Stephanie Jordan

Re-making Chopin through Dance: The Collaborative Process of Richard Alston

In 2005, British modern dance choreographer Richard Alston made a solo to Chopin’s Mazurka Op. 17, no. 4, for the dancer Martin Lawrance. Then, in 2016, Alston revived the solo for Steven Melendez. When I compared the dancers’ respective performances on film, I barely recognised them as representing the same dance. Some things looked similar; others looked different. But it was also the music that seemed to have changed, some features much more accented in the second version, while others seemed virtually erased from my attention. At one point too, there was a sudden move from pianissimo to forte, which was not in Chopin’s score. Elsewhere, on more than one occasion, there was a pause that was much longer than the one indicated in the score. Meanwhile, there was an intriguing comment from Melendez in interview: that he could sometimes perceive a big dance move as a sound: ‘a jump as a crash in the cymbals’, a symbiotic relationship between the audio and the visual.

My paper examines these two accounts of the Mazurka solo, addressing issues such as: What is the dance in this context? Is it the sum of all the performances of the dance, for there is no dance score? Who is the author, or is the dancer a kind of co-author? What kind of decisions were made, not only during the original creative process, but here, more importantly, across a history of performances, during which the performers took increasing responsibility? And for what reasons were these decisions made? What were the limits on identity, demonstrated by examples of what was made and discarded?

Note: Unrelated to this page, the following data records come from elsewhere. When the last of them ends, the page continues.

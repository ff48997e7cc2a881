//! 集計結果の表示

use faturamento_common::{format_brl, AggregateReport, ReportStats};
use std::fmt::Write;

/// 集計サマリーを表示用テキストにする
///
/// `top` 件のガイドを合計の大きい順に並べる（0なら全件）。
pub fn render_summary(stats: &ReportStats, report: &AggregateReport, top: usize) -> String {
    let mut out = String::new();

    let _ = writeln!(out, "集計:");
    let _ = writeln!(out, "  行数: {}", stats.rows);
    let _ = writeln!(out, "  Convênios: {}", stats.unique_convenios);
    let _ = writeln!(out, "  Guias: {}", stats.unique_guides);

    let _ = writeln!(out, "\n請求チャネル別:");
    for (label, total) in report.summary.buckets() {
        let _ = writeln!(out, "  {:<9} {:>18}", label, format_brl(total));
    }

    let _ = writeln!(out, "\n  計算合計     {:>18}", format_brl(report.computed_total));
    match (report.report_total, report.delta) {
        (Some(declared), Some(delta)) => {
            let _ = writeln!(out, "  レポート記載 {:>18}", format_brl(declared));
            let _ = writeln!(out, "  差額（計算 − 記載） {}", format_brl(delta));
        }
        _ => {
            let _ = writeln!(out, "  レポート記載 (合計行なし)");
        }
    }

    let guides = report.guides_by_total_desc();
    let shown = if top == 0 { guides.len() } else { top.min(guides.len()) };
    if shown > 0 {
        let _ = writeln!(out, "\nガイド別合計（上位{}件 / {}件）:", shown, guides.len());
        for guide in guides.iter().take(shown) {
            let _ = writeln!(
                out,
                "  {:<12} {:<32} {:>16}  {}",
                guide.guide_id.as_deref().unwrap_or("-"),
                guide.convenio_key,
                format_brl(guide.total),
                guide.channel.map(|c| c.as_str()).unwrap_or("")
            );
        }
    }

    out
}

/// チャネル未設定のconvênio一覧
pub fn render_unmapped(report: &AggregateReport) -> String {
    let mut out = String::new();
    if report.unmapped.is_empty() {
        return out;
    }

    let _ = writeln!(out, "⚠ チャネル未設定のconvênio（{}件）:", report.unmapped.len());
    for key in &report.unmapped {
        let _ = writeln!(out, "  - {}", key);
    }
    out
}

#[cfg(test)]
mod tests {
    use super::*;
    use faturamento_common::{aggregate, AttendanceRecord, Channel, ConvenioMapping};

    fn report(report_total: Option<f64>) -> (ReportStats, AggregateReport) {
        let records: Vec<AttendanceRecord> = [("1", "A", 150.0), ("2", "B", 1200.5)]
            .iter()
            .map(|(guide, key, amount)| AttendanceRecord {
                guide_id: Some(guide.to_string()),
                convenio_raw: key.to_string(),
                convenio_key: key.to_string(),
                amount: *amount,
                ..Default::default()
            })
            .collect();
        let mut mapping = ConvenioMapping::new();
        mapping.set("A", Some(Channel::Direto));

        (
            ReportStats::from_records(&records),
            aggregate(&records, &mapping, report_total),
        )
    }

    #[test]
    fn test_summary_includes_buckets_and_delta() {
        let (stats, report) = report(Some(1400.0));
        let text = render_summary(&stats, &report, 10);

        assert!(text.contains("DIRETO"));
        assert!(text.contains("OUTROS"));
        assert!(text.contains("R$ 1.350,50"));
        assert!(text.contains("R$ 1.400,00"));
        assert!(text.contains("R$ -49,50"));
    }

    #[test]
    fn test_summary_top_limits_guides() {
        let (stats, report) = report(None);
        let text = render_summary(&stats, &report, 1);

        assert!(text.contains("上位1件 / 2件"));
        assert!(text.contains("R$ 1.200,50"));
        assert!(text.contains("合計行なし"));
    }

    #[test]
    fn test_render_unmapped() {
        let (_, report) = report(None);
        assert_eq!(render_unmapped(&report), "⚠ チャネル未設定のconvênio（1件）:\n  - B\n");
    }
}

The sources already accessed are: the score (in several editions, including the one used by Alston’s regular pianist Jason Ridgway), numerous recordings of the Chopin Mazurka, the Chopin literature, specifically the items relating to this well-known Mazurka, films of the solo as danced by Lawrance (2) and Melendez (4), and interviews with Alston, Ridgway and Melendez. I have already drafted a more general article on Alston’s Chopin choreography, which has provoked additional questions to be addressed in further interviews with these artists.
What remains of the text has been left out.